══ Dataset extract ══

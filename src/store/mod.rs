//! Persistence layer: libSQL-backed storage for accounts, messages, tasks and audit.

pub mod libsql_backend;
pub mod migrations;
pub mod traits;

pub use libsql_backend::LibSqlBackend;
pub use traits::{Database, Direction, StoredMessage};
//! Task extraction: oracle, batch orchestrator and background processor.

pub mod oracle;
pub mod orchestrator;
pub mod processor;

pub use oracle::{CandidateTask, ExtractionOracle, ExtractionResult, LlmOracle};
pub use orchestrator::{ExtractionOrchestrator, ExtractionRun};
pub use processor::spawn_extraction_processor;
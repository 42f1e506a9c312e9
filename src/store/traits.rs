//! Unified `Database` trait: single async interface for all persistence.

use async_trait::async_trait;
use chrono::{DateTime, Utc};
use secrecy::SecretString;
use serde::{Deserialize, Serialize};
use uuid::Uuid;

use crate::accounts::MailboxAccount;
use crate::audit::AuditEntry;
use crate::error::DatabaseError;
use crate::tasks::{Project, Task};

/// Whether a message was received by or sent from the mailbox owner.
#[derive(Debug, Clone, Copy, PartialEq, Eq, Serialize, Deserialize)]
#[serde(rename_all = "snake_case")]
pub enum Direction {
    Inbound,
    Outbound,
}

impl Direction {
    pub fn as_str(&self) -> &'static str {
        match self {
            Self::Inbound => "inbound",
            Self::Outbound => "outbound",
        }
    }
}

/// A message ingested from a connected mailbox.
#[derive(Debug, Clone)]
pub struct StoredMessage {
    pub id: Uuid,
    pub account_id: Uuid,
    /// Provider-native message id; unique per account.
    pub external_id: String,
    pub subject: String,
    pub body: String,
    /// The other party: sender for inbound mail, first recipient for outbound.
    pub correspondent: String,
    pub sent_at: DateTime<Utc>,
    pub direction: Direction,
    /// Monotonic false → true, set once task extraction has committed.
    pub processed_for_extraction: bool,
    pub created_at: DateTime<Utc>,
}

/// Backend-agnostic database trait covering accounts, messages, tasks and audit.
#[async_trait]
pub trait Database: Send + Sync {
    /// Run all pending schema migrations.
    async fn init_schema(&self) -> Result<(), DatabaseError>;

    // ── Mailbox accounts ────────────────────────────────────────────

    /// Insert or update the account for (user_id, provider).
    ///
    /// Returns the stored row; on conflict the existing id is kept.
    async fn upsert_account(&self, account: &MailboxAccount)
    -> Result<MailboxAccount, DatabaseError>;

    async fn get_account(&self, id: Uuid) -> Result<Option<MailboxAccount>, DatabaseError>;

    async fn list_accounts_for_user(
        &self,
        user_id: &str,
    ) -> Result<Vec<MailboxAccount>, DatabaseError>;

    async fn list_connected_accounts(&self) -> Result<Vec<MailboxAccount>, DatabaseError>;

    /// Replace the access token, and the refresh token when one is given.
    async fn update_account_tokens(
        &self,
        id: Uuid,
        access_token: &SecretString,
        refresh_token: Option<&SecretString>,
    ) -> Result<(), DatabaseError>;

    async fn set_account_connected(&self, id: Uuid, connected: bool) -> Result<(), DatabaseError>;

    /// Move the sync cursor forward. A cursor older than the stored one is ignored.
    async fn advance_sync_cursor(
        &self,
        id: Uuid,
        synced_to: DateTime<Utc>,
    ) -> Result<(), DatabaseError>;

    // ── Messages ────────────────────────────────────────────────────

    /// Insert a message unless (account_id, external_id) already exists.
    ///
    /// Returns `true` if a row was inserted.
    async fn insert_message(&self, message: &StoredMessage) -> Result<bool, DatabaseError>;

    async fn get_message(&self, id: Uuid) -> Result<Option<StoredMessage>, DatabaseError>;

    async fn count_messages_for_account(&self, account_id: Uuid) -> Result<usize, DatabaseError>;

    /// Up to `limit` messages not yet processed for extraction, from the
    /// user's mailboxes, newest first.
    async fn list_unprocessed_messages(
        &self,
        user_id: &str,
        limit: usize,
    ) -> Result<Vec<StoredMessage>, DatabaseError>;

    /// Atomically insert the tasks extracted from a message and flag it processed.
    ///
    /// Returns `false` (and writes nothing) if the message was already
    /// processed or does not exist.
    async fn commit_extraction(
        &self,
        message_id: Uuid,
        tasks: &[Task],
    ) -> Result<bool, DatabaseError>;

    // ── Projects & tasks ────────────────────────────────────────────

    async fn insert_project(&self, project: &Project) -> Result<(), DatabaseError>;

    async fn get_project(&self, id: Uuid) -> Result<Option<Project>, DatabaseError>;

    async fn list_tasks_for_project(&self, project_id: Uuid) -> Result<Vec<Task>, DatabaseError>;

    async fn list_tasks_for_message(&self, message_id: Uuid) -> Result<Vec<Task>, DatabaseError>;

    // ── Audit ───────────────────────────────────────────────────────

    async fn insert_audit_entry(&self, entry: &AuditEntry) -> Result<(), DatabaseError>;

    async fn list_audit_entries(
        &self,
        user_id: &str,
        limit: usize,
    ) -> Result<Vec<AuditEntry>, DatabaseError>;
}
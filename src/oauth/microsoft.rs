//! Microsoft identity platform dialect. Requires `scope` on every token request
//! and reads the address from Graph `/me`.

use async_trait::async_trait;
use secrecy::{ExposeSecret, SecretString};
use serde::Deserialize;

use crate::accounts::Provider;
use crate::config::OAuthClientConfig;
use crate::error::AuthError;
use crate::oauth::{OAuthProvider, TokenPair, fetch_profile, request_tokens};

#[derive(Debug, Deserialize)]
#[serde(rename_all = "camelCase")]
struct GraphUser {
    #[serde(default)]
    mail: Option<String>,
    #[serde(default)]
    user_principal_name: Option<String>,
}

impl GraphUser {
    /// `mail` is null for some personal accounts; the UPN is the sign-in address.
    fn address(self) -> String {
        self.mail
            .filter(|m| !m.trim().is_empty())
            .or(self.user_principal_name)
            .unwrap_or_default()
    }
}

pub struct MicrosoftOAuth {
    config: OAuthClientConfig,
    scope: String,
    http: reqwest::Client,
}

impl MicrosoftOAuth {
    pub fn new(config: OAuthClientConfig) -> Self {
        let scope = config.scopes.join(" ");
        Self {
            config,
            scope,
            http: reqwest::Client::new(),
        }
    }
}

#[async_trait]
impl OAuthProvider for MicrosoftOAuth {
    fn provider(&self) -> Provider {
        Provider::Outlook
    }

    async fn exchange_code(
        &self,
        code: &str,
        redirect_uri: &str,
    ) -> Result<TokenPair, AuthError> {
        request_tokens(
            &self.http,
            Provider::Outlook,
            &self.config,
            &[
                ("grant_type", "authorization_code"),
                ("code", code),
                ("redirect_uri", redirect_uri),
                ("scope", self.scope.as_str()),
            ],
        )
        .await
    }

    async fn fetch_address(&self, access_token: &SecretString) -> Result<String, AuthError> {
        let user: GraphUser =
            fetch_profile(&self.http, Provider::Outlook, &self.config, access_token).await?;
        Ok(user.address())
    }

    async fn refresh(&self, refresh_token: &SecretString) -> Result<TokenPair, AuthError> {
        request_tokens(
            &self.http,
            Provider::Outlook,
            &self.config,
            &[
                ("grant_type", "refresh_token"),
                ("refresh_token", refresh_token.expose_secret()),
                ("scope", self.scope.as_str()),
            ],
        )
        .await
    }
}
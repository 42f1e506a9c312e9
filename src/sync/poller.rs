//! Background sync poller. Every tick syncs each connected mailbox once.

use std::sync::Arc;
use std::sync::atomic::{AtomicBool, Ordering};
use std::time::Duration;

use tokio::task::JoinHandle;
use tracing::{debug, error, info, warn};

use crate::accounts::AccountRegistry;
use crate::error::{DatabaseError, SyncError};
use crate::oauth::TokenBroker;
use crate::sync::engine::SyncEngine;
use crate::sync::refresh::sync_with_refresh;

/// Outcome of one pass over all connected accounts.
#[derive(Debug, Default, Clone, PartialEq, Eq)]
pub struct SyncPass {
    pub accounts: usize,
    pub ingested: usize,
    pub failed: usize,
}

/// Sync every connected account in turn. Failures are logged and do not stop the pass.
pub async fn sync_all(
    engine: &SyncEngine,
    broker: &TokenBroker,
    registry: &AccountRegistry,
) -> Result<SyncPass, DatabaseError> {
    let accounts = registry.list_connected().await?;

    let mut pass = SyncPass {
        accounts: accounts.len(),
        ..SyncPass::default()
    };
    for account in accounts {
        match sync_with_refresh(engine, broker, registry, account.id).await {
            Ok(n) => pass.ingested += n,
            // Disconnected between listing and locking.
            Err(SyncError::AccountNotConnected(id)) => {
                debug!(account_id = %id, "Skipping disconnected account");
            }
            Err(e) => {
                pass.failed += 1;
                warn!(account_id = %account.id, provider = %account.provider, error = %e, "Mailbox sync failed");
            }
        }
    }
    Ok(pass)
}

/// Spawn a background task that syncs all connected mailboxes on an interval.
///
/// Runs immediately, then every `interval_secs`. Returns a `JoinHandle` and
/// shutdown flag; set the flag to stop the loop at the next tick.
pub fn spawn_sync_poller(
    engine: Arc<SyncEngine>,
    broker: Arc<TokenBroker>,
    registry: AccountRegistry,
    interval_secs: u64,
) -> (JoinHandle<()>, Arc<AtomicBool>) {
    let shutdown = Arc::new(AtomicBool::new(false));
    let shutdown_flag = Arc::clone(&shutdown);

    let handle = tokio::spawn(async move {
        info!("Sync poller started, polling every {interval_secs}s");

        let mut tick = tokio::time::interval(Duration::from_secs(interval_secs.max(1)));

        loop {
            tick.tick().await;

            if shutdown.load(Ordering::Relaxed) {
                info!("Sync poller shutting down");
                return;
            }

            match sync_all(&engine, &broker, &registry).await {
                Ok(pass) if pass.accounts > 0 => {
                    info!(
                        accounts = pass.accounts,
                        ingested = pass.ingested,
                        failed = pass.failed,
                        "Sync pass complete"
                    );
                }
                Ok(_) => debug!("No connected mailboxes to sync"),
                Err(e) => error!(error = %e, "Failed to list connected mailboxes"),
            }
        }
    });

    (handle, shutdown_flag)
}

═══

Action item:
Please tally the lines in the data above containing the string "orchestrator", and give the number alone.

Result for this exercise:
3